§ WORK TO COMPLETE:
Using the entries below, copy out all lines where "RowNotFound" is found.

§ EXERCISE DATA:
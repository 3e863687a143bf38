//! # Database Error Types
//!
//! What can go wrong between a repository call and SQLite.
//!
//! ## Error Flow
//! ```text
//! ┌─────────────────────────────────────────────────────────────────────────┐
//! │                    Error Propagation                                    │
//! │                                                                         │
//! │  sqlx::Error   MigrateError   serde_json::Error (JSON columns)         │
//! │       │             │                 │                                 │
//! │       └─────────────┴────────┬────────┘                                 │
//! │                              ▼                                          │
//! │                          DbError                                        │
//! │                              │                                          │
//! │                              ▼                                          │
//! │  LedgerError (tally-ledger) { kind, message }                          │
//! │                                                                         │
//! └─────────────────────────────────────────────────────────────────────────┘
//! ```

use thiserror::Error;

#[derive(Debug, Error)]
pub enum DbError {
    /// A row that had to exist is gone.
    ///
    /// ## When This Occurs
    /// - `fetch_one` found nothing
    /// - A batched update or delete matched no row
    #[error("{entity} not found: {id}")]
    NotFound { entity: String, id: String },

    /// A UNIQUE or PRIMARY KEY constraint rejected the write.
    ///
    /// ## When This Occurs
    /// - Inserting a ledger entry whose id is already stored (a retried add)
    #[error("Duplicate {field}: '{value}' already exists")]
    UniqueViolation { field: String, value: String },

    /// A FOREIGN KEY constraint rejected the write.
    ///
    /// ## When This Occurs
    /// - An employee pointing at a company that does not exist
    /// - Removing an employee or company something still references
    #[error("Foreign key violation: {message}")]
    ForeignKeyViolation { message: String },

    #[error("Connection failed: {0}")]
    ConnectionFailed(String),

    #[error("Migration failed: {0}")]
    MigrationFailed(String),

    /// Any other statement failure reported by SQLite.
    #[error("Query failed: {0}")]
    QueryFailed(String),

    #[error("Transaction failed: {0}")]
    TransactionFailed(String),

    /// A stored value could not be decoded (line items JSON, timestamps).
    #[error("Invalid stored data: {0}")]
    InvalidData(String),

    #[error("Connection pool exhausted")]
    PoolExhausted,

    #[error("Internal database error: {0}")]
    Internal(String),
}

impl DbError {
    pub fn not_found(entity: impl Into<String>, id: impl Into<String>) -> Self {
        DbError::NotFound {
            entity: entity.into(),
            id: id.into(),
        }
    }

    pub fn duplicate(field: impl Into<String>, value: impl Into<String>) -> Self {
        DbError::UniqueViolation {
            field: field.into(),
            value: value.into(),
        }
    }

    /// Whether the error came from a constraint the caller could have
    /// checked first (unique or foreign key).
    pub fn is_constraint(&self) -> bool {
        matches!(
            self,
            DbError::UniqueViolation { .. } | DbError::ForeignKeyViolation { .. }
        )
    }
}

/// ## Mapping
/// ```text
/// RowNotFound                     → NotFound
/// Database, unique violation      → UniqueViolation (column from the message)
/// Database, foreign key violation → ForeignKeyViolation
/// Database, anything else         → QueryFailed
/// PoolTimedOut                    → PoolExhausted
/// PoolClosed                      → ConnectionFailed
/// other                           → Internal
/// ```
impl From<sqlx::Error> for DbError {
    fn from(err: sqlx::Error) -> Self {
        match err {
            sqlx::Error::RowNotFound => DbError::not_found("Record", "unknown"),

            sqlx::Error::Database(db_err) if db_err.is_unique_violation() => {
                // SQLite: "UNIQUE constraint failed: consumptions.id"
                let field = db_err
                    .message()
                    .rsplit(": ")
                    .next()
                    .unwrap_or("unknown")
                    .to_string();
                DbError::duplicate(field, "unknown")
            }

            sqlx::Error::Database(db_err) if db_err.is_foreign_key_violation() => {
                DbError::ForeignKeyViolation {
                    message: db_err.message().to_string(),
                }
            }

            sqlx::Error::Database(db_err) => DbError::QueryFailed(db_err.message().to_string()),

            sqlx::Error::PoolTimedOut => DbError::PoolExhausted,

            sqlx::Error::PoolClosed => DbError::ConnectionFailed("pool is closed".to_string()),

            other => DbError::Internal(other.to_string()),
        }
    }
}

impl From<sqlx::migrate::MigrateError> for DbError {
    fn from(err: sqlx::migrate::MigrateError) -> Self {
        DbError::MigrationFailed(err.to_string())
    }
}

impl From<serde_json::Error> for DbError {
    fn from(err: serde_json::Error) -> Self {
        DbError::InvalidData(err.to_string())
    }
}

pub type DbResult<T> = Result<T, DbError>;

§ TASK SOLUTION:
/// RowNotFound                     → NotFound
            sqlx::Error::RowNotFound => DbError::not_found("Record", "unknown"),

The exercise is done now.